Of course there are other ways to run codes such as this 
in parallel (e.g. OpenMP, Python, etc.), but for the time 
being MPI is a standard, portable way to do parallel 
programming. 

The complete F90/MPI code (named PGAUSS 10 ) is 
included in the Appendix for completeness. This code 
is only intended as an example, not a production code. 
The basic framework of this code could be used for a 
large variety of problems, for example Monte Carlo 
chemistry codes, molecular dynamics, aerodynamic 
panel methods, or optimization codes. Any program 
that needs to be run hundreds or thousands of times, 
and each run requires a moderate number of floating 
point operations. All one would have to do is replace 
the box in the flowchart labeled ‘Create and Solve 
Matrix’ with the new application. In the program, all 
that is needed is to call the new function instead of 
Gauss. 

The WOPWOP Noise Prediction Program 

The WOPWOP computer program 11 , which is based 
upon the Ffowcs Williams-Hawkings (FW-H) 
equation 12 , is widely used for rotorcraft noise 
predictions. The computer program solves an integral 
formulation for the noise, given the rotor blade motion 
and blade surface pressure. WOPWOP runs quite fast 
compared to computational fluid dynamics (CFD) 
methods, but one usually wants to run this program 
numerous times.
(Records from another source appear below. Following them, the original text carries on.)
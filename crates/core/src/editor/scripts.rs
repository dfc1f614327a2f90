//! Page scripts for the script-editor flow. Each is a function expression
//! called through [`Session::eval`](crate::browser::Session::eval).

/// Editor shell has rendered its toolbar.
pub const EDITOR_READY: &str = r#"() => !!document.querySelector(
	'[role="combobox"], select, button[aria-label*="実行"], button[aria-label*="Run"]'
)"#;

/// Picks a native `<select>` option. `exact` requires the option text (or
/// value) to equal the name; otherwise containment is enough.
pub const SELECT_OPTION: &str = r#"({ name, exact }) => {
	for (const select of document.querySelectorAll('select')) {
		const found = Array.from(select.options).find((opt) => {
			const text = (opt.textContent || '').trim();
			return exact ? (text === name || opt.value === name) : text.includes(name);
		});
		if (found) {
			select.value = found.value;
			select.dispatchEvent(new Event('input', { bubbles: true }));
			select.dispatchEvent(new Event('change', { bubbles: true }));
			return true;
		}
	}
	return false;
}"#;

/// Number of generic dropdown triggers on the page.
pub const COUNT_DROPDOWNS: &str = r#"() => document.querySelectorAll('[role="combobox"], [aria-haspopup="listbox"]').length"#;

pub const OPEN_DROPDOWN: &str = r#"(index) => {
	const el = document.querySelectorAll('[role="combobox"], [aria-haspopup="listbox"]')[index];
	if (!el) return false;
	el.click();
	return true;
}"#;

/// Clicks the listbox option containing `name`.
pub const CLICK_OPTION: &str = r#"(name) => {
	const opt = Array.from(document.querySelectorAll('[role="option"]'))
		.find((o) => (o.textContent || '').includes(name));
	if (!opt) return false;
	opt.click();
	return true;
}"#;

pub const CLOSE_DROPDOWN: &str = r#"() => {
	document.dispatchEvent(new KeyboardEvent('keydown', { key: 'Escape', bubbles: true }));
	return true;
}"#;

/// Currently selected function name, when the toolbar exposes it.
pub const SELECTED_FUNCTION: &str = r#"() => {
	for (const select of document.querySelectorAll('select')) {
		if (select.value && select.value.includes('test')) return select.value;
	}
	const combo = document.querySelector('div[aria-label="実行する関数を選択"], [role="combobox"][aria-label*="関数"]');
	return combo ? (combo.textContent || '').trim() : null;
}"#;

/// Scrapes the execution-log text.
///
/// Looks in the log panel first, then in generic log containers, then in any
/// pre/code/textarea. Page-bootstrap script text is never returned.
pub const EXTRACT_LOG: &str = r#"() => {
	const noisy = (t) => t.includes('window.WIZ_global_data') || t.includes('AF_initDataCallback');
	const loggy = (t) => ['test', '開始', '完了', '✅', '❌', 'Logger', 'エラー'].some((k) => t.includes(k));
	let best = '';
	const consider = (el, min) => {
		const text = el.textContent || el.innerText || '';
		if (text.length > best.length && text.length > min && !noisy(text) && loggy(text)) best = text;
	};
	const scan = (selectors, inner, min) => {
		for (const sel of selectors) {
			try {
				for (const root of document.querySelectorAll(sel)) {
					if (inner) root.querySelectorAll(inner).forEach((el) => consider(el, min));
					else consider(root, min);
				}
			} catch (e) {}
		}
	};

	scan(
		['[class*="log-panel"]', '[class*="execution-log"]', '[aria-label*="実行ログ"]',
		 '[aria-label*="Execution log"]', '[role="dialog"]', '[role="complementary"]'],
		'pre, code, textarea, [role="textbox"], [role="log"], div',
		50,
	);
	if (best.length < 100) {
		scan(
			['[class*="log"]', '[class*="execution"]', '[aria-label*="ログ"]', '[aria-label*="log"]',
			 '[role="log"]', '[role="textbox"][readonly]', 'pre', 'code', 'textarea[readonly]'],
			null,
			50,
		);
	}
	if (best.length < 100) {
		scan(['pre', 'code', 'textarea', '[role="textbox"]'], null, 200);
	}
	return best;
}"#;

/// Builds a predicate that is true once the scraped log shows any of
/// `markers` and is no longer loading.
pub fn log_settled_predicate() -> String {
	format!(
		r#"({{ markers, loading }}) => {{
	const text = ({EXTRACT_LOG})();
	return text.length > 0 && !text.includes(loading) && markers.some((m) => text.includes(m));
}}"#
	)
}

#[cfg(test)]
mod tests {
	use super::*;

	#[test]
	fn settled_predicate_embeds_extractor() {
		let predicate = log_settled_predicate();
		assert!(predicate.starts_with("({ markers, loading }) =>"));
		assert!(predicate.contains("window.WIZ_global_data"));
	}
}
It would be useful to be able to run 
hundreds or thousands of copies of the program very 
rapidly, and to have the output organized so that it can 
be post-processed easily. This section describes a 
notional parallel version of WOPWOP where N 
versions of WOPWOP can be run on P processors. 
This self-scheduling version will run on large parallel 
supercomputers or clusters of workstations. Results 
are presented for WOPWOP running on a Beowulf- 
class cluster of PC’s running Linux 13 , a Cray T3E, and 
an SGI Origin 2000. 

WOPWOP 11 is a computer code that predicts the 
discrete frequency noise of conventional and advanced 
rotating blades. WOPWOP implements acoustic 
formulation 1A of Farassat 14 — a time-domain, integral 
representation of the Ffowcs Williams-Hawkings 
(FW-H) equation 12 , which is valid in both the near and 
far field. The FW-H equation is the most general form 
of the Lighthill acoustic analogy 13 and is appropriate 
when sound is generated by surfaces in arbitrary 


motion. WOPWOP calculates the rotor noise by 
integrating over the actual surface of the rotor and uses 
the flapping, feathering, and lead-lag motions of the 
blade up to the second harmonic. WOPWOP can 
model either stationary or moving observers. A 
complete description of the WOPWOP code along with 
the description of inputs can be found in Reference 11. 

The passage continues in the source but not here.